(Collected data)
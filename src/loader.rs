//! Getting an [`Ephemeris`] from the bundled table or a file on disk.

use std::fs::File;
use std::path::Path;
use std::sync::Arc;
use std::time::Instant;

use lazy_static::lazy_static;
use memmap2::MmapOptions;
use tracing::info;

use crate::config::AlmanacConfig;
use crate::engine::Ephemeris;
use crate::error::{EphemerisError, Result};
use crate::table::EphemerisTables;

/// Reference events 2018-2024, shipped with the crate.
pub const BUNDLED_TABLE: &str = include_str!("../data/phases_2018_2024.txt");

lazy_static! {
    static ref BUNDLED: std::result::Result<Arc<Ephemeris>, String> = {
        let start = Instant::now();
        let parsed = EphemerisTables::parse(BUNDLED_TABLE).map(|tables| Arc::new(Ephemeris::new(tables)));
        if let Ok(ephemeris) = &parsed {
            info!(
                target: "table_loading",
                "Parsed bundled table ({} entries) in {}µs",
                ephemeris.tables().entry_count(),
                start.elapsed().as_micros()
            );
        }
        parsed.map_err(|e| e.to_string())
    };
}

/// The process-wide ephemeris built from [`BUNDLED_TABLE`], parsed on first use.
pub fn bundled() -> Result<Arc<Ephemeris>> {
    match &*BUNDLED {
        Ok(ephemeris) => Ok(Arc::clone(ephemeris)),
        Err(reason) => Err(EphemerisError::Bundled(reason.clone())),
    }
}

/// Parse a table file through a read-only memory map.
pub fn load_file<P: AsRef<Path>>(path: P) -> Result<Ephemeris> {
    let path = path.as_ref();
    let start = Instant::now();
    let file = File::open(path)?;

    let mmap = unsafe { MmapOptions::new().map(&file).map_err(EphemerisError::Mmap)? };

    let text = std::str::from_utf8(&mmap).map_err(|e| EphemerisError::Parse {
        line: 1 + mmap[..e.valid_up_to()].iter().filter(|&&b| b == b'\n').count(),
        reason: "table is not valid UTF-8".to_string(),
    })?;
    let tables = EphemerisTables::parse(text)?;

    let duration = start.elapsed();
    info!(
        target: "table_loading",
        "Loaded table {} ({} entries) in {}µs using mmap",
        path.display(),
        tables.entry_count(),
        duration.as_micros()
    );

    Ok(Ephemeris::new(tables))
}

/// External table when one is configured, the bundled one otherwise.
pub fn from_config(config: &AlmanacConfig) -> Result<Arc<Ephemeris>> {
    match &config.table_path {
        Some(path) => load_file(path).map(Arc::new),
        None => bundled(),
    }
}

DIRECTIONS:
Please find each line in the records above that holds the word "text", and copy it.

RESPONSE TO THIS EXERCISE:
    let text = std::str::from_utf8(&mmap).map_err(|e| EphemerisError::Parse {
    let tables = EphemerisTables::parse(text)?;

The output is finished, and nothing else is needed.